Wenn man Jugendlichen Angebote macht, bevor es eskaliert, bevor Kriminalität, Einsamkeit, psychische Probleme sich zu riesigen “Monstern” entwickeln, dann gelingt es, Menschen in einer positiven Lebensentwicklung stärken. Man spart effektiv Pflichtleistungen des Jugendamts und künftig Leistungen unseres Sozialsystems, wenn Sie es ökonomisch begründet haben wollen. Wir haben in zwei oder drei Jahren das Schuldenproblem nicht gelöst, aber mit verhältnismäßig geringen Mitteln Karrieren und Lebensläufe vielleicht positiv beeinflusst. Diese Option wird nun wieder kurzsichtig verpasst.“
- Soziales: Gerade in wirtschaftlich angespannten Zeiten sind soziale Sicherungsnetze entscheidend. Einsparungen hier treffen die Schwächsten in unserer Gesellschaft und gefährden den sozialen Zusammenhalt.
- Klimaschutz: Die Klimakrise macht vor unserem Landkreis nicht Halt. Einsparungen in diesem Bereich sind ein fatales Signal. Wir brauchen mehr, nicht weniger Investitionen, um unsere Region zukunftsfähig zu machen. Und von unserer Seite kommen hier immer wieder konstruktive Vorschläge, die den Kreishaushalt sogar entlasten würden. Allein – hier fehlen Weitblick und Wille.
- Kultur: Auch wenn unser Landrat gerne betont, dass wir im kulturellen Bereich nicht sparen, ist das nur die halbe Wahrheit. Tariferhöhungen und Inflation sind auch an den Menschen, die sich für das kulturelle Leben in unserem Landkreis engagieren, nicht vorübergegangen. Bei gleichbleibender Förderung sind das faktisch Kürzungen. Und klar – wir sind froh, dass es nicht noch schlimmer gekommen ist.
- Personal: Dass der Freistaat seiner Verpflichtung, den Landkreisen ausreichend staatliches Personal zur Verfügung zu stellen oder Leistungen, die die Kreise für staatliche Aufgaben erbringen, zu refinanzieren ist nicht neu – aber wir können uns das nicht mehr leisten.
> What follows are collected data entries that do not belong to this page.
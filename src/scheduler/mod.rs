//! Recurring backups.
//!
//! Every tick walks the enabled schedules, arms the ones without a next run,
//! and dispatches the ones that are due. The queued state and the following
//! next run are persisted before the job is launched, so a slow or failing
//! launch can never make the same due time fire twice.

pub mod schedule;

pub use schedule::{
    compute_next_run, LastRunStatus, ScheduleConfig, ScheduleDay, ScheduleMode, ScheduleRequest, TimeOfDay,
    MAX_THREADS,
};

use anyhow::Result;
use async_trait::async_trait;
use chrono::{DateTime, Duration, Local, TimeZone, Utc};
use std::sync::Arc;
use tokio::sync::watch;
use tokio::time::MissedTickBehavior;
use tracing::{debug, error, info, warn};

use crate::jobs::{tail, JobKey, JobKind, JobRegistry};

/// Seconds added to `now` when computing the next run written before dispatch.
pub const DISPATCH_MARGIN_SECS: i64 = 1;
/// Seconds added to `now` when computing the next run after a failed dispatch.
pub const FAILURE_BACKOFF_SECS: i64 = 60;
pub const MAX_ERROR_LEN: usize = 300;

#[derive(Debug, Clone)]
pub struct ScheduledResource {
    pub id: String,
    pub name: String,
    pub schedule: ScheduleConfig,
}

pub type ScheduleUpdate = Box<dyn FnOnce(&mut ScheduleConfig) + Send>;

/// Where schedules live. Reads return committed state; writes are durable
/// before they return.
#[async_trait]
pub trait ScheduleStore: Send + Sync {
    async fn scheduled_resources(&self) -> Result<Vec<ScheduledResource>>;

    /// Apply `update` to the stored schedule of `id` atomically. Returns the
    /// new schedule, or `None` when the resource no longer exists.
    async fn update_schedule(&self, id: &str, update: ScheduleUpdate) -> Result<Option<ScheduleConfig>>;
}

/// Starts a scheduled backup. Must not wait for the backup to finish.
#[async_trait]
pub trait JobLauncher: Send + Sync {
    async fn launch_scheduled(&self, resource_id: &str, threads: Option<u32>) -> Result<()>;
}

#[derive(Debug, Clone, Copy, Default, PartialEq, Eq)]
pub struct TickReport {
    pub initialized: usize,
    pub dispatched: usize,
    pub failed: usize,
    pub busy: usize,
}

impl TickReport {
    pub fn is_empty(&self) -> bool {
        *self == TickReport::default()
    }
}

enum Step {
    Initialized,
    Dispatched,
    Failed,
    Busy,
    Waiting,
}

pub struct Scheduler {
    store: Arc<dyn ScheduleStore>,
    launcher: Arc<dyn JobLauncher>,
    registry: JobRegistry,
    interval: std::time::Duration,
}

impl Scheduler {
    pub fn new(
        store: Arc<dyn ScheduleStore>,
        launcher: Arc<dyn JobLauncher>,
        registry: JobRegistry,
        interval: std::time::Duration,
    ) -> Self {
        Self {
            store,
            launcher,
            registry,
            interval,
        }
    }

    /// Tick until `shutdown` turns true or its sender goes away.
    pub async fn run(&self, mut shutdown: watch::Receiver<bool>) {
        info!(
            "Scheduler started, checking every {}",
            humantime::format_duration(self.interval)
        );
        let mut ticker = tokio::time::interval(self.interval);
        ticker.set_missed_tick_behavior(MissedTickBehavior::Delay);

        loop {
            tokio::select! {
                _ = ticker.tick() => {
                    match self.tick_at(&Local::now()).await {
                        Ok(report) if !report.is_empty() => debug!("Scheduler tick: {:?}", report),
                        Ok(_) => {}
                        Err(e) => error!("Scheduler tick failed: {:#}", e),
                    }
                }
                changed = shutdown.changed() => {
                    if changed.is_err() || *shutdown.borrow() {
                        break;
                    }
                }
            }
        }
        info!("Scheduler stopped");
    }

    /// One pass over all schedules as of `now`. A failure on one resource is
    /// logged and counted; the others are still processed.
    pub async fn tick_at<Tz>(&self, now: &DateTime<Tz>) -> Result<TickReport>
    where
        Tz: TimeZone + Send + Sync + 'static,
        Tz::Offset: Send + Sync + 'static,
    {
        let resources = self.store.scheduled_resources().await?;
        let mut report = TickReport::default();

        for resource in resources.iter().filter(|r| r.schedule.enabled) {
            match self.step(resource, now).await {
                Ok(Step::Initialized) => report.initialized += 1,
                Ok(Step::Dispatched) => report.dispatched += 1,
                Ok(Step::Failed) => report.failed += 1,
                Ok(Step::Busy) => report.busy += 1,
                Ok(Step::Waiting) => {}
                Err(e) => {
                    error!(repo = %resource.id, "Scheduler failed to process repository: {:#}", e);
                    report.failed += 1;
                }
            }
        }
        Ok(report)
    }

    async fn step<Tz>(&self, resource: &ScheduledResource, now: &DateTime<Tz>) -> Result<Step>
    where
        Tz: TimeZone + Send + Sync + 'static,
        Tz::Offset: Send + Sync + 'static,
    {
        let Some(next_run) = resource.schedule.next_run_at else {
            let at = now.clone();
            self.store
                .update_schedule(
                    &resource.id,
                    Box::new(move |schedule| {
                        if schedule.enabled && schedule.next_run_at.is_none() {
                            schedule.next_run_at = compute_next_run(schedule, &at);
                        }
                    }),
                )
                .await?;
            debug!(repo = %resource.id, "Armed schedule");
            return Ok(Step::Initialized);
        };

        if self.registry.is_active(&JobKey::new(&resource.id, JobKind::Backup)) {
            return Ok(Step::Busy);
        }

        let now_utc = now.with_timezone(&Utc);
        if now_utc < next_run {
            return Ok(Step::Waiting);
        }

        info!(repo = %resource.id, name = %resource.name, "Scheduled backup is due");

        let at = now.clone();
        let queued = self
            .store
            .update_schedule(
                &resource.id,
                Box::new(move |schedule| {
                    schedule.last_run_at = Some(at.with_timezone(&Utc));
                    schedule.last_run_status = Some(LastRunStatus::Queued);
                    schedule.last_error = None;
                    schedule.next_run_at = compute_next_run(schedule, &(at + Duration::seconds(DISPATCH_MARGIN_SECS)));
                }),
            )
            .await?;
        if queued.is_none() {
            warn!(repo = %resource.id, "Repository disappeared before dispatch");
            return Ok(Step::Waiting);
        }

        match self
            .launcher
            .launch_scheduled(&resource.id, resource.schedule.threads)
            .await
        {
            Ok(()) => Ok(Step::Dispatched),
            Err(e) => {
                error!(repo = %resource.id, "Failed to start scheduled backup: {:#}", e);
                let message = tail(&format!("{:#}", e), MAX_ERROR_LEN);
                let at = now.clone();
                self.store
                    .update_schedule(
                        &resource.id,
                        Box::new(move |schedule| {
                            schedule.last_run_status = Some(LastRunStatus::Error);
                            schedule.last_error = Some(message);
                            schedule.next_run_at = compute_next_run(schedule, &(at + Duration::seconds(FAILURE_BACKOFF_SECS)));
                        }),
                    )
                    .await?;
                Ok(Step::Failed)
            }
        }
    }
}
Hier müssen wir gemeinsam agieren!
4. Gefährdung der Demokratie durch Frust und Überlastung
Eine Politik, die Gemeinden, soziale Projekte und Klimaschutz gleichermaßen belastet, führt langfristig zu Frust und Misstrauen in der Bevölkerung. Überlastete Gemeinden, unzufriedene Bürgerinnen und Bürger und ein Gefühl des Ausgeliefertseins schaffen ein gefährliches Klima für populistische Strömungen. Demokratie lebt vom Vertrauen, und dieses Vertrauen wird durch unzureichende Unterstützung von Seiten des Landes gefährdet.